Pero a lo que yo iba con tanto preámbulo era a eso de las sensaciones nuevas o a las obsesiones nuevas y a las nuevas percepciones. Y yo percibo que huele distinto y huele mal. Vamos que a mí me huele como a cementerio por ser suave y directamente a muerto siendo absolutamente sincero. Y me abonan a esa percepción esos hierbajos de a metro, esos cardos borriqueros con sus púas amenazantes, esos árboles que sin serlos semejan cipreses y esas espiguillas que no dan trigo pero que estrechan las veredas que machaconamente habíamos abierto de tanto transitar ora arriba ora abajo.

Y así mientras Kika da muestras de cansancio, quince años son demasiados, iniciamos el regreso y de inmediato sigo en la sala de pensar mientras oigo trinos de pájaros que antes apagaban los miles de coches que pasaban raudos por la autopista vecina.

Y mi última sensación es de tener la certeza de que algo o quizá mucho nos han robado además de la libertad. Nos han expoliado el olfato porque olemos distinto, el gusto porque a decir verdad qué nos puede gustar si se come porque no hay mejor cosa que hacer, el tacto porque no tocamos no vaya a ser que…la vista porque lo que miramos es lúgubre y el oído porque el silencio es la quietud que nos deja sordos o lo que es peor, no nos deja entender sonidos nuevos que desconocíamos, como el canto de esos pájaros que estaban tan cerca que más ciegos aún, no veíamos.

Nos han robado la misma esencia de ser y la misma sensación de estar, porque somos como barcas a la deriva a merced de vientos y tormentas. Ahora somos el no ser de Shakespeare y el no estar soñando caminos de Machado. Espumas en el vaivén de las olas sin tener certeza de quedar en esta orilla o de estrellarnos en los bajíos de la otra.

Y nos han hurtado los besos y nos han agrandado las distancias.

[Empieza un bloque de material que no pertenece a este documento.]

// SPDX-License-Identifier: MIT OR Apache-2.0

//! Ports layer containing trait definitions.
//!
//! This module contains the traits (ports) that the resolution engine talks to.
//! The stores in the adapters layer implement them.

pub mod store;

// Re-export commonly used types
pub use store::{KeyStore, StoreProvider};
// SPDX-License-Identifier: MIT OR Apache-2.0

//! The kind of value stored under a key.

use serde::{Deserialize, Serialize};
use std::fmt;
use std::str::FromStr;
use thiserror::Error;

/// The kind of value stored under an absolute key name.
///
/// `KeyKind` mirrors the store's native type system. [`KeyKind::NotFound`] is a
/// regular outcome of probing a key, never an error.
///
/// # Examples
///
/// ```
/// use confmgr::domain::KeyKind;
///
/// let kind: KeyKind = "hash".parse().unwrap();
/// assert_eq!(kind, KeyKind::Hash);
/// assert_eq!(KeyKind::NotFound.as_str(), "none");
/// ```
#[derive(Clone, Copy, Debug, PartialEq, Eq, Hash, Serialize, Deserialize)]
#[serde(rename_all = "lowercase")]
pub enum KeyKind {
    /// The key does not exist.
    #[serde(rename = "none")]
    NotFound,
    /// A plain string value.
    String,
    /// An ordered list of strings.
    List,
    /// A mapping of field names to strings.
    Hash,
}

impl KeyKind {
    /// Returns the textual tag of this kind (`none`, `string`, `list`, `hash`).
    pub fn as_str(&self) -> &'static str {
        match self {
            KeyKind::NotFound => "none",
            KeyKind::String => "string",
            KeyKind::List => "list",
            KeyKind::Hash => "hash",
        }
    }
}

impl fmt::Display for KeyKind {
    fn fmt(&self, f: &mut fmt::Formatter<'_>) -> fmt::Result {
        f.write_str(self.as_str())
    }
}

/// Error returned when a type tag does not name a [`KeyKind`].
#[derive(Debug, Clone, PartialEq, Eq, Error)]
#[error("unknown key kind '{0}'")]
pub struct UnknownKeyKind(pub String);

impl FromStr for KeyKind {
    type Err = UnknownKeyKind;

    fn from_str(s: &str) -> std::result::Result<Self, Self::Err> {
        match s {
            "none" => Ok(KeyKind::NotFound),
            "string" => Ok(KeyKind::String),
            "list" => Ok(KeyKind::List),
            "hash" => Ok(KeyKind::Hash),
            other => Err(UnknownKeyKind(other.to_string())),
        }
    }
}
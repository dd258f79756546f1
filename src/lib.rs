// SPDX-License-Identifier: MIT OR Apache-2.0

//! A scope-aware configuration lookup crate.
//!
//! This crate resolves configuration values from a flat key-value store. A
//! request carries a *scope* (for example `site=east`, `host=web1`); the scope
//! selects which layers of an ordered search path apply, and values from the
//! applicable layers are merged by precedence into one answer that records
//! where every value came from.
//!
//! # Architecture
//!
//! The crate follows hexagonal architecture principles:
//!
//! - **Domain Layer**: Core types and pure logic (`Scope`, path templates,
//!   `ValueSource`, `LookupResult`, `Settings`, errors)
//! - **Ports**: Trait definitions for the store (`KeyStore`, `StoreProvider`)
//! - **Adapters**: Store implementations (in-memory, Redis) and settings
//!   sources (YAML file, environment)
//! - **Service**: The lookup engine, `${...}` substitution and the
//!   request-facing `ConfigManager`
//!
//! # Lookups
//!
//! - **Scalar**: the highest-precedence string wins
//! - **Hash**: fields are merged, higher precedence overriding lower
//! - **Hash field**: the highest-precedence hash holding the field wins
//! - **List**: lists from every layer are concatenated
//! - **List index**: one entry of the concatenated list
//!
//! Scalar, hash-field and list-index values may reference other configuration
//! as `${name}`, `${name/field}` or `${name/index/N}`; references are expanded
//! recursively with the same scope.
//!
//! # Feature Flags
//!
//! - `yaml`: Read settings from a YAML file (default)
//! - `env`: Override settings from `CONFMGR_*` environment variables (default)
//! - `cli`: Build the `confmgr` command-line tool (default)
//! - `redis`: Enable the Redis store (default)
//! - `full`: Enable all features
//!
//! # Quick Start
//!
//! ```rust
//! use confmgr::prelude::*;
//!
//! # fn main() -> Result<()> {
//! let settings = Settings {
//!     key_paths: vec!["site/%{site}".to_string(), "default".to_string()],
//!     ..Settings::default()
//! };
//! let store = MemoryStore::new()
//!     .with_hash("cfg:default:db", [("host", "db0"), ("port", "5432")])
//!     .with_hash("cfg:site/east:db", [("host", "east1")]);
//! let manager = ConfigManager::new(settings, store)?;
//!
//! let scope = manager.scope_from_headers([("X-Cfg-Site", "east")]);
//! let db = manager.lookup_hash("db", &scope)?;
//! println!("{}", db.to_json()?);
//! # Ok(())
//! # }
//! ```

#![deny(missing_docs)]
#![deny(rustdoc::broken_intra_doc_links)]
#![warn(clippy::all)]

pub mod adapters;
pub mod domain;
pub mod ports;
pub mod service;

/// Commonly used types and traits.
///
/// This module re-exports the most commonly used types and traits for convenient access.
pub mod prelude {
    pub use crate::domain::{
        ConfmgrError, KeyKind, LookupResult, Result, Scope, Settings, StoredValue, ValueSource,
    };
    pub use crate::ports::{KeyStore, StoreProvider};
    pub use crate::service::{ConfigManager, LookupEngine, SettingsLoader};

    // Re-export adapters based on feature flags
    pub use crate::adapters::MemoryStore;
    #[cfg(feature = "env")]
    pub use crate::adapters::EnvOverrides;
    #[cfg(feature = "redis")]
    pub use crate::adapters::RedisPool;
    #[cfg(feature = "yaml")]
    pub use crate::adapters::SettingsFile;
}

Nosotros tan dados a esa forma de afecto tan genuina como es el beso y el abrazo, nos hemos quedado huérfanos de carmines y de varones dandys y encima nos han acortado las distancias y nos han confinado en el angosto perímetro de unas paredes que nos ahogan y que tan solo a las ocho de cada tarde parecen derrumbarse por las palmas de apoyo a los que cuidan de los enfermos, hasta que caen enfermos y son sustituidos por los que con suerte no caerán enfermos.Y es en ese momento cuando yo, tres millones de kilómetros, me acuerdo de muchos que hice inservibles y quisiera poder tenerlos en mi haber para acercarme a oler los lirios de la Peña, abrazar a la sangre de mi sangre, visitar los huesos de mis muertos, llenar mi retina de olivares infinitos, sentir el abrazo de mis amigos y buscar el sitio desde donde mejor divise su grandeza cuando mis cenizas reposen en algún altillo.

Sin darme cuenta percibo que Kika me ha traído hasta la puerta de casa y despierto a una realidad que me recuerda que hurgué en mi bolsillo, saqué la llave, la metí en la cerradura, giré y empujé con el codo para no tocar lo que otros hayan tocado, porque seguiré convencido que el otro es el que contagia.

Sí, nos han robado los besos, nos han cercenado las distancias y ahora somos la simple prolongación de un ser en la fría punta de una llave. Nos han robado casi todo, para dejarnos en la mueca de una cerradura que no sabemos si abrirá algo o nada.